• _What you have to do_
Please copy each line of the records below that holds the word "ClickPoint".

• _Recorded data_

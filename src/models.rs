//! Read-only mirrors of the backend-owned records. This layer never
//! originates ids or timestamps; everything here is replaced wholesale on
//! each successful poll.

use serde::{Deserialize, Serialize};
use std::collections::HashMap;

#[derive(Debug, Clone, Copy, PartialEq, Serialize, Deserialize)]
pub struct ClickPoint {
    pub x: f64,
    pub y: f64,
}

/// A blocked request, as classified by the backend. The classification
/// fields are present only when the backend found a correlated click.
#[derive(Debug, Clone, Serialize, Deserialize)]
pub struct IncidentRecord {
    pub id: u64,
    pub timestamp: String,
    pub target_url: String,
    #[serde(default)]
    pub target_hostname: String,
    pub source_url: String,
    pub matched_fields: Vec<String>,
    pub matched_values: HashMap<String, String>,
    pub request_method: String,
    pub status: String,

    #[serde(skip_serializing_if = "Option::is_none")]
    pub is_bot: Option<bool>,
    #[serde(skip_serializing_if = "Option::is_none")]
    pub click_correlation_id: Option<u64>,
    #[serde(skip_serializing_if = "Option::is_none")]
    pub click_time_diff_ms: Option<i64>,
    #[serde(skip_serializing_if = "Option::is_none")]
    pub click_coordinates: Option<ClickPoint>,
    #[serde(default)]
    pub has_click_correlation: bool,
}

impl IncidentRecord {
    /// Correlation id and click-to-submit delta, present together or not at
    /// all. Guards the invariant that a correlated record carries both.
    pub fn correlation(&self) -> Option<(u64, i64)> {
        if !self.has_click_correlation {
            return None;
        }
        Some((self.click_correlation_id?, self.click_time_diff_ms?))
    }

    /// Backend-reported hostname, derived from `target_url` when the
    /// backend left it empty.
    pub fn hostname(&self) -> String {
        if !self.target_hostname.is_empty() {
            return self.target_hostname.clone();
        }
        url::Url::parse(&self.target_url)
            .ok()
            .and_then(|u| u.host_str().map(str::to_string))
            .unwrap_or_default()
    }
}

/// One click observed by the detection backend. Ordering is
/// backend-determined (most-recent-first); this layer does not re-sort.
#[derive(Debug, Clone, Serialize, Deserialize)]
pub struct ClickEvent {
    pub id: u64,
    pub timestamp: f64,
    pub x: f64,
    pub y: f64,
    pub is_suspicious: bool,
    #[serde(skip_serializing_if = "Option::is_none")]
    pub confidence: Option<f64>,
    #[serde(skip_serializing_if = "Option::is_none")]
    pub reason: Option<String>,
    #[serde(skip_serializing_if = "Option::is_none")]
    pub action_type: Option<String>,
    #[serde(skip_serializing_if = "Option::is_none")]
    pub action_details: Option<String>,
    #[serde(skip_serializing_if = "Option::is_none")]
    pub page_url: Option<String>,
    #[serde(skip_serializing_if = "Option::is_none")]
    pub page_title: Option<String>,
    #[serde(skip_serializing_if = "Option::is_none")]
    pub target_tag: Option<String>,
    #[serde(skip_serializing_if = "Option::is_none")]
    pub target_id: Option<String>,
    #[serde(skip_serializing_if = "Option::is_none")]
    pub target_class: Option<String>,
    #[serde(skip_serializing_if = "Option::is_none")]
    pub is_trusted: Option<bool>,
    pub created_at: String,
}

#[derive(Debug, Clone, PartialEq, Eq, Serialize, Deserialize)]
pub struct HostnameCount {
    pub hostname: String,
    pub count: u64,
}

#[derive(Debug, Clone, PartialEq, Eq, Serialize, Deserialize)]
pub struct DailyCount {
    pub date: String,
    pub count: u64,
}

/// Aggregate counters for the blocked-request side.
#[derive(Debug, Clone, PartialEq, Serialize, Deserialize)]
pub struct RequestStats {
    pub total_requests: u64,
    pub today_requests: u64,
    #[serde(default)]
    pub blocked_domains: Vec<HostnameCount>,
    #[serde(default)]
    pub recent_activity: Vec<DailyCount>,
}

/// Aggregate counters for the click-detection side.
#[derive(Debug, Clone, Copy, PartialEq, Eq, Serialize, Deserialize)]
pub struct ClickStats {
    pub total_clicks: u64,
    pub suspicious_clicks: u64,
    pub legitimate_clicks: u64,
    pub unique_pages: u64,
    pub total_os_clicks: u64,
}

/// Human/bot classification aggregates.
#[derive(Debug, Clone, Copy, PartialEq, Serialize, Deserialize)]
pub struct ClassificationStats {
    pub total_requests: u64,
    pub human_requests: u64,
    pub bot_requests: u64,
    pub uncorrelated_requests: u64,
    pub correlation_rate: f64,
}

• _Answer space_
pub struct ClickPoint {
    pub click_coordinates: Option<ClickPoint>,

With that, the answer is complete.